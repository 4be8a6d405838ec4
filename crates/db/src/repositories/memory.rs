use std::collections::HashMap;

use chrono::{DateTime, Utc};
use tokio::sync::RwLock;

use dokan_core::domain::chat::ChatMessage;
use dokan_core::domain::conversation::{ConversationKey, MerchantId};
use dokan_core::domain::merchant::MerchantProfile;
use dokan_core::domain::order::{OrderId, OrderRecord};
use dokan_core::domain::product::{CatalogProduct, ProductId};
use dokan_core::domain::session::OrderSession;

use super::{
    CatalogRepository, ChatHistoryRepository, MerchantRepository, OrderRepository,
    RepositoryError, SessionRepository,
};

#[derive(Default)]
pub struct InMemoryMerchantRepository {
    merchants: RwLock<HashMap<String, MerchantProfile>>,
}

#[async_trait::async_trait]
impl MerchantRepository for InMemoryMerchantRepository {
    async fn find_by_id(
        &self,
        id: &MerchantId,
    ) -> Result<Option<MerchantProfile>, RepositoryError> {
        let merchants = self.merchants.read().await;
        Ok(merchants.get(&id.0).cloned())
    }

    async fn save(&self, merchant: MerchantProfile) -> Result<(), RepositoryError> {
        let mut merchants = self.merchants.write().await;
        merchants.insert(merchant.id.0.clone(), merchant);
        Ok(())
    }
}

#[derive(Default)]
pub struct InMemorySessionRepository {
    sessions: RwLock<HashMap<ConversationKey, OrderSession>>,
}

impl InMemorySessionRepository {
    pub async fn len(&self) -> usize {
        self.sessions.read().await.len()
    }

    pub async fn is_empty(&self) -> bool {
        self.sessions.read().await.is_empty()
    }
}

#[async_trait::async_trait]
impl SessionRepository for InMemorySessionRepository {
    async fn find(&self, key: &ConversationKey) -> Result<Option<OrderSession>, RepositoryError> {
        let sessions = self.sessions.read().await;
        Ok(sessions.get(key).cloned())
    }

    async fn save(&self, session: OrderSession) -> Result<(), RepositoryError> {
        let mut sessions = self.sessions.write().await;
        sessions.insert(session.key.clone(), session);
        Ok(())
    }

    async fn delete(&self, key: &ConversationKey) -> Result<(), RepositoryError> {
        let mut sessions = self.sessions.write().await;
        sessions.remove(key);
        Ok(())
    }

    async fn list_followup_candidates(
        &self,
        inactive_since: DateTime<Utc>,
    ) -> Result<Vec<OrderSession>, RepositoryError> {
        let sessions = self.sessions.read().await;
        let mut candidates = sessions
            .values()
            .filter(|session| !session.followup_sent && session.last_activity_at < inactive_since)
            .cloned()
            .collect::<Vec<_>>();
        candidates.sort_by_key(|session| session.last_activity_at);
        Ok(candidates)
    }

    async fn mark_followup_sent(
        &self,
        key: &ConversationKey,
        seen_activity_at: DateTime<Utc>,
    ) -> Result<bool, RepositoryError> {
        let mut sessions = self.sessions.write().await;
        match sessions.get_mut(key) {
            Some(session) if session.last_activity_at == seen_activity_at => {
                session.followup_sent = true;
                Ok(true)
            }
            _ => Ok(false),
        }
    }
}

#[derive(Default)]
pub struct InMemoryChatHistoryRepository {
    messages: RwLock<HashMap<ConversationKey, Vec<ChatMessage>>>,
}

#[async_trait::async_trait]
impl ChatHistoryRepository for InMemoryChatHistoryRepository {
    async fn append(&self, message: ChatMessage) -> Result<(), RepositoryError> {
        let mut messages = self.messages.write().await;
        messages.entry(message.key.clone()).or_default().push(message);
        Ok(())
    }

    async fn recent(
        &self,
        key: &ConversationKey,
        limit: u32,
    ) -> Result<Vec<ChatMessage>, RepositoryError> {
        let messages = self.messages.read().await;
        let history = messages.get(key).map(Vec::as_slice).unwrap_or_default();
        let start = history.len().saturating_sub(limit as usize);
        Ok(history[start..].to_vec())
    }

    async fn clear(&self, key: &ConversationKey) -> Result<(), RepositoryError> {
        let mut messages = self.messages.write().await;
        messages.remove(key);
        Ok(())
    }
}

/// Products are kept in insertion order so name matching sees catalog order.
#[derive(Default)]
pub struct InMemoryCatalogRepository {
    products: RwLock<Vec<CatalogProduct>>,
    failing_updates: RwLock<Vec<ProductId>>,
}

impl InMemoryCatalogRepository {
    /// Makes every later stock write for this product fail as if the pool had gone away.
    pub async fn fail_updates_for(&self, product_id: ProductId) {
        self.failing_updates.write().await.push(product_id);
    }

    async fn check_failure(&self, product_id: &ProductId) -> Result<(), RepositoryError> {
        if self.failing_updates.read().await.contains(product_id) {
            return Err(RepositoryError::Database(sqlx::Error::PoolClosed));
        }
        Ok(())
    }

    pub async fn get(&self, product_id: &ProductId) -> Option<CatalogProduct> {
        self.products.read().await.iter().find(|product| &product.id == product_id).cloned()
    }
}

#[async_trait::async_trait]
impl CatalogRepository for InMemoryCatalogRepository {
    async fn list_for_merchant(
        &self,
        merchant_id: &MerchantId,
    ) -> Result<Vec<CatalogProduct>, RepositoryError> {
        let products = self.products.read().await;
        Ok(products
            .iter()
            .filter(|product| &product.merchant_id == merchant_id)
            .cloned()
            .collect())
    }

    async fn save(&self, product: CatalogProduct) -> Result<(), RepositoryError> {
        let mut products = self.products.write().await;
        match products.iter_mut().find(|existing| existing.id == product.id) {
            Some(existing) => *existing = product,
            None => products.push(product),
        }
        Ok(())
    }

    async fn decrement_stock(
        &self,
        product_id: &ProductId,
        quantity: u32,
    ) -> Result<bool, RepositoryError> {
        self.check_failure(product_id).await?;

        let mut products = self.products.write().await;
        let product = find_product(&mut products, product_id)?;
        if !product.is_sellable() || product.stock < quantity {
            return Ok(false);
        }
        product.set_stock(product.stock - quantity);
        Ok(true)
    }

    async fn increment_stock(
        &self,
        product_id: &ProductId,
        quantity: u32,
    ) -> Result<(), RepositoryError> {
        self.check_failure(product_id).await?;

        let mut products = self.products.write().await;
        let product = find_product(&mut products, product_id)?;
        if product.stock == 0 {
            product.in_stock = true;
        }
        product.stock = product.stock.saturating_add(quantity);
        Ok(())
    }
}

fn find_product<'a>(
    products: &'a mut [CatalogProduct],
    product_id: &ProductId,
) -> Result<&'a mut CatalogProduct, RepositoryError> {
    products
        .iter_mut()
        .find(|product| &product.id == product_id)
        .ok_or_else(|| RepositoryError::NotFound(format!("catalog product {}", product_id.0)))
}

#[derive(Default)]
pub struct InMemoryOrderRepository {
    orders: RwLock<Vec<OrderRecord>>,
    reject_saves: RwLock<bool>,
}

impl InMemoryOrderRepository {
    pub async fn all(&self) -> Vec<OrderRecord> {
        self.orders.read().await.clone()
    }

    pub async fn reject_saves(&self, reject: bool) {
        *self.reject_saves.write().await = reject;
    }
}

#[async_trait::async_trait]
impl OrderRepository for InMemoryOrderRepository {
    async fn save(&self, order: OrderRecord) -> Result<(), RepositoryError> {
        if *self.reject_saves.read().await {
            return Err(RepositoryError::Database(sqlx::Error::PoolClosed));
        }

        let mut orders = self.orders.write().await;
        match orders.iter_mut().find(|existing| existing.id == order.id) {
            Some(existing) => *existing = order,
            None => orders.push(order),
        }
        Ok(())
    }

    async fn find_by_id(&self, id: &OrderId) -> Result<Option<OrderRecord>, RepositoryError> {
        let orders = self.orders.read().await;
        Ok(orders.iter().find(|order| &order.id == id).cloned())
    }

    async fn list_for_customer(
        &self,
        key: &ConversationKey,
    ) -> Result<Vec<OrderRecord>, RepositoryError> {
        let orders = self.orders.read().await;
        Ok(orders.iter().rev().filter(|order| &order.key == key).cloned().collect())
    }
}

## What you need to do:
Your reply should be the number of lines in the entries that contain "InMemoryChatHistoryRepository", nothing more.

## Task response:
2